Some studies developed new terms to capture particular aspects of dose

Occasionally, new terms were introduced to identify particular aspects of dose. For example, two studies [26, 31] used the term ‘population dose’ to refer to the effect size of an intervention, calculated as intervention reach multiplied by effect size for each person. This measure of dose attempts to capture the impact of interventions delivered at the population level, where traditional measures of dose may fall short.

Other terms used to refer to dose included ‘minimum dose sample’ to refer to a sample of participants who participated to a minimum extent [27] and ‘dose intensity’ which was defined as the relative difference in intensity of dose across similar versions of the same intervention [28] In this case, a ‘higher dose intensity’ in a church-based lifestyle intervention involved adding, for example, follow-up phone calls, increasing the number of sessions and providing on-site equipment.

Wasik and colleagues [12] argued that dosage must be considered on two levels: (1) the intervention staff learning new skills and (2) the target group (intended beneficiaries). They suggest that one component of what they call implementation dosage ‘refers to implementation activities necessary for intervention to be carried out with fidelity’. They further suggest that another necessary consideration is what they call intervention dosage which is the amount of intervention provided that is necessary to change the target group’s behaviour. These factors, they argue, are critical for cost, staffing, replication and scale-up considerations. However, the new term is an umbrella for several variables: a conventional view of dose (amount of an intervention), its delivery over time, its potency (capacity to bring about an effect) and interaction with context. The term implies a critical threshold level of dosage. Critical levels of the other factors need to be examined as well.

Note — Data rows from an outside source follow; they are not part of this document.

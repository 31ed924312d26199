use std::collections::VecDeque;
use std::sync::atomic::{AtomicBool, AtomicUsize, Ordering};
use std::sync::{Arc, Mutex};
use std::time::Duration;

use rvm_interrupts::{IrqLine, Plic};
use rvm_mem::{GuestRam, MmioDevice};
use rvm_net_ethoc::{reg, EthOcDevice, BD_BASE};
use rvm_net_backend::{PollEvents, Tap, TapError};

/// TAP double: plays back injected receives, counts wakes.
#[derive(Default)]
struct ScriptedTap {
    rx: Mutex<VecDeque<Vec<u8>>>,
    mac: Mutex<[u8; 6]>,
    link: AtomicBool,
    wakes: AtomicUsize,
}

impl Tap for ScriptedTap {
    fn poll(&self, interest: PollEvents, _timeout: Option<Duration>) -> Result<PollEvents, TapError> {
        let mut ready = PollEvents::empty();
        if interest.contains(PollEvents::IN) && !self.rx.lock().unwrap().is_empty() {
            ready |= PollEvents::IN;
        }
        if interest.contains(PollEvents::OUT) {
            ready |= PollEvents::OUT;
        }
        Ok(ready)
    }

    fn recv(&self, buf: &mut [u8]) -> Result<usize, TapError> {
        let frame = self.rx.lock().unwrap().pop_front().ok_or(TapError::WouldBlock)?;
        let n = frame.len().min(buf.len());
        buf[..n].copy_from_slice(&frame[..n]);
        Ok(n)
    }

    fn send(&self, buf: &[u8]) -> Result<usize, TapError> {
        Ok(buf.len())
    }

    fn wake(&self) {
        self.wakes.fetch_add(1, Ordering::SeqCst);
    }

    fn mac(&self) -> [u8; 6] {
        *self.mac.lock().unwrap()
    }

    fn set_mac(&self, mac: [u8; 6]) {
        *self.mac.lock().unwrap() = mac;
    }

    fn link_up(&self) -> bool {
        self.link.load(Ordering::SeqCst)
    }
}

fn device() -> (Arc<EthOcDevice>, Arc<ScriptedTap>, Arc<Plic>) {
    let tap = Arc::new(ScriptedTap::default());
    let ram = Arc::new(GuestRam::new(0x8000_0000, 0x10000).unwrap());
    let plic = Arc::new(Plic::new(vec![]));
    let dev = EthOcDevice::new(tap.clone(), ram, IrqLine::new(plic.clone(), 5));
    (dev, tap, plic)
}

#[test]
fn reset_values_match_the_hardware_defaults() {
    let (dev, _, _) = device();
    assert_eq!(dev.mmio_read_u32(reg::MODER), Some(0xA000)); // PAD | CRCEN
    assert_eq!(dev.mmio_read_u32(reg::INT_SRC), Some(0));
    assert_eq!(dev.mmio_read_u32(reg::INT_MASK), Some(0));
    assert_eq!(dev.mmio_read_u32(reg::PACKETLEN), Some(0x0040_0600));
    assert_eq!(dev.mmio_read_u32(reg::COLLCONF), Some(0xF003F));
    assert_eq!(dev.mmio_read_u32(reg::TX_BD_NUM), Some(0x40));
    assert_eq!(dev.mmio_read_u32(reg::MIIMODER), Some(0x64));
    assert_eq!(dev.mmio_read_u32(reg::MIICOMMAND), Some(0), "write-only");
    assert_eq!(dev.mmio_read_u32(reg::HASH0), Some(0));
    assert_eq!(dev.mmio_read_u32(reg::HASH1), Some(0));
    assert_eq!(dev.mmio_read_u32(reg::TXCTRL), Some(0));
}

#[test]
fn register_file_requires_aligned_word_accesses() {
    let (dev, _, _) = device();

    let mut byte = [0u8; 1];
    assert!(MmioDevice::read(&*dev, reg::MODER, &mut byte).is_err());
    assert!(MmioDevice::write(&*dev, reg::MODER, &byte).is_err());

    let mut word = [0u8; 4];
    assert!(MmioDevice::read(&*dev, reg::MODER + 2, &mut word).is_err());
    assert!(MmioDevice::read(&*dev, reg::MODER, &mut word).is_ok());

    // Past TXCTRL but below the ring there are no registers.
    assert!(MmioDevice::read(&*dev, 0x54, &mut word).is_err());
    assert!(MmioDevice::write(&*dev, 0x54, &word).is_err());
}

#[test]
fn bd_window_takes_arbitrary_access_sizes() {
    let (dev, _, _) = device();

    // Word write, byte-wise read-back.
    assert!(dev.mmio_write_u32(BD_BASE, 0xDDCC_BBAA));
    for (i, expected) in [0xAAu8, 0xBB, 0xCC, 0xDD].into_iter().enumerate() {
        let mut byte = [0u8; 1];
        MmioDevice::read(&*dev, BD_BASE + i as u64, &mut byte).unwrap();
        assert_eq!(byte[0], expected);
    }

    // Two-byte write straddling the data/ptr boundary of a descriptor.
    MmioDevice::write(&*dev, BD_BASE + 3, &[0x11, 0x22]).unwrap();
    assert_eq!(dev.mmio_read_u32(BD_BASE), Some(0x11CC_BBAA));
    assert_eq!(dev.mmio_read_u32(BD_BASE + 4).unwrap() & 0xFF, 0x22);

    // The last word of the ring is addressable...
    assert!(dev.mmio_write_u32(BD_BASE + 0x3FC, 0x5555_5555));
    assert_eq!(dev.mmio_read_u32(BD_BASE + 0x3FC), Some(0x5555_5555));

    // ...but nothing may spill past the window.
    assert!(MmioDevice::write(&*dev, BD_BASE + 0x3FE, &[0u8; 4]).is_err());
}

#[test]
fn bd_window_writes_wake_the_worker() {
    let (dev, tap, _) = device();
    let before = tap.wakes.load(Ordering::SeqCst);
    dev.mmio_write_u32(BD_BASE + 8, 0x8000);
    assert_eq!(tap.wakes.load(Ordering::SeqCst), before + 1);
}

#[test]
fn int_src_is_write_one_to_clear() {
    let (dev, tap, plic) = device();

    // Latch RXB by receiving a frame with the descriptor IRQ bit set.
    tap.rx.lock().unwrap().push_back(vec![0u8; 64]);
    dev.mmio_write_u32(reg::TX_BD_NUM, 2);
    // RX descriptor 2: empty, IRQ, buffer in RAM.
    dev.mmio_write_u32(BD_BASE + 2 * 8, 0x8000 | 0x4000);
    dev.mmio_write_u32(BD_BASE + 2 * 8 + 4, 0x8000_0100);
    dev.mmio_write_u32(reg::MODER, 0xA000 | 1); // RXEN
    dev.service(PollEvents::IN);

    let src = dev.mmio_read_u32(reg::INT_SRC).unwrap();
    assert_ne!(src & (1 << reg::INT_RXB), 0, "RXB should be latched");

    // Clearing an unrelated bit leaves RXB alone.
    dev.mmio_write_u32(reg::INT_SRC, 1 << reg::INT_TXB);
    assert_eq!(dev.mmio_read_u32(reg::INT_SRC).unwrap(), src);

    // Clearing RXB clears exactly it.
    dev.mmio_write_u32(reg::INT_SRC, 1 << reg::INT_RXB);
    assert_eq!(dev.mmio_read_u32(reg::INT_SRC).unwrap(), src & !(1 << reg::INT_RXB));

    // Masked while latched: no line raised so far.
    assert_eq!(plic.pending_mask(), 0);
}

#[test]
fn w1c_follows_the_src_and_not_the_write() {
    let (dev, tap, _) = device();
    // Latch RXB and RXE via a too-long frame with IRQ requested.
    tap.rx.lock().unwrap().push_back(vec![0u8; 300]);
    dev.mmio_write_u32(reg::PACKETLEN, 0x0040_0080); // max 128 bytes
    dev.mmio_write_u32(reg::TX_BD_NUM, 2);
    dev.mmio_write_u32(BD_BASE + 2 * 8, 0x8000 | 0x4000);
    dev.mmio_write_u32(BD_BASE + 2 * 8 + 4, 0x8000_0100);
    dev.mmio_write_u32(reg::MODER, 0xA000 | 1);
    dev.service(PollEvents::IN);

    let src = dev.mmio_read_u32(reg::INT_SRC).unwrap();
    assert_eq!(src, (1 << reg::INT_RXB) | (1 << reg::INT_RXE));

    // int_src' = int_src & !w for an arbitrary w.
    dev.mmio_write_u32(reg::INT_SRC, 0b0000100);
    assert_eq!(
        dev.mmio_read_u32(reg::INT_SRC).unwrap(),
        src & !0b0000100
    );
}

#[test]
fn unmasking_a_latched_source_raises_the_line() {
    let (dev, tap, plic) = device();
    tap.rx.lock().unwrap().push_back(vec![0u8; 64]);
    dev.mmio_write_u32(reg::TX_BD_NUM, 2);
    dev.mmio_write_u32(BD_BASE + 2 * 8, 0x8000 | 0x4000);
    dev.mmio_write_u32(BD_BASE + 2 * 8 + 4, 0x8000_0100);
    dev.mmio_write_u32(reg::MODER, 0xA000 | 1);
    dev.service(PollEvents::IN);

    assert_eq!(plic.pending_mask(), 0, "masked: nothing raised yet");

    // Writing the mask re-evaluates pending & mask.
    dev.mmio_write_u32(reg::INT_MASK, 1 << reg::INT_RXB);
    assert_eq!(plic.pending_mask(), 1 << 5);
}

#[test]
fn mac_address_registers_pack_bytes_and_reach_the_tap() {
    let (dev, tap, _) = device();

    dev.mmio_write_u32(reg::MAC_ADDR0, 0x2233_4455);
    dev.mmio_write_u32(reg::MAC_ADDR1, 0x0000_0011);
    assert_eq!(tap.mac(), [0x00, 0x11, 0x22, 0x33, 0x44, 0x55]);

    // Reads consult the TAP first.
    tap.set_mac([0xAA, 0xBB, 0xCC, 0xDD, 0xEE, 0xFF]);
    assert_eq!(dev.mmio_read_u32(reg::MAC_ADDR0), Some(0xCCDD_EEFF));
    assert_eq!(dev.mmio_read_u32(reg::MAC_ADDR1), Some(0x0000_AABB));
}

#[test]
fn moder_rising_edges_wake_the_worker() {
    let (dev, tap, _) = device();
    let base = tap.wakes.load(Ordering::SeqCst);

    dev.mmio_write_u32(reg::MODER, 0xA000 | 2); // TXEN 0 -> 1
    assert_eq!(tap.wakes.load(Ordering::SeqCst), base + 1);

    dev.mmio_write_u32(reg::MODER, 0xA000 | 3); // RXEN 0 -> 1, TXEN held
    assert_eq!(tap.wakes.load(Ordering::SeqCst), base + 2);

    // No edge, no wake.
    dev.mmio_write_u32(reg::MODER, 0xA000 | 3);
    assert_eq!(tap.wakes.load(Ordering::SeqCst), base + 2);
}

Variation in how dose was operationalised

While most studies provided a definition of dose and/or detail on how it was operationalised, there was some variation in how this was presented. Table 3 presents an overview of how dose has been operationalised across studies. The main way in which dose was operationalised was in terms of the amount of intervention delivered and/or received, with these aspects being relatively well delineated. However, in some instances, there was an apparent conflation of dose with other concepts such as fidelity to planned intervention and participant satisfaction. These aspects are unpacked in more detail below.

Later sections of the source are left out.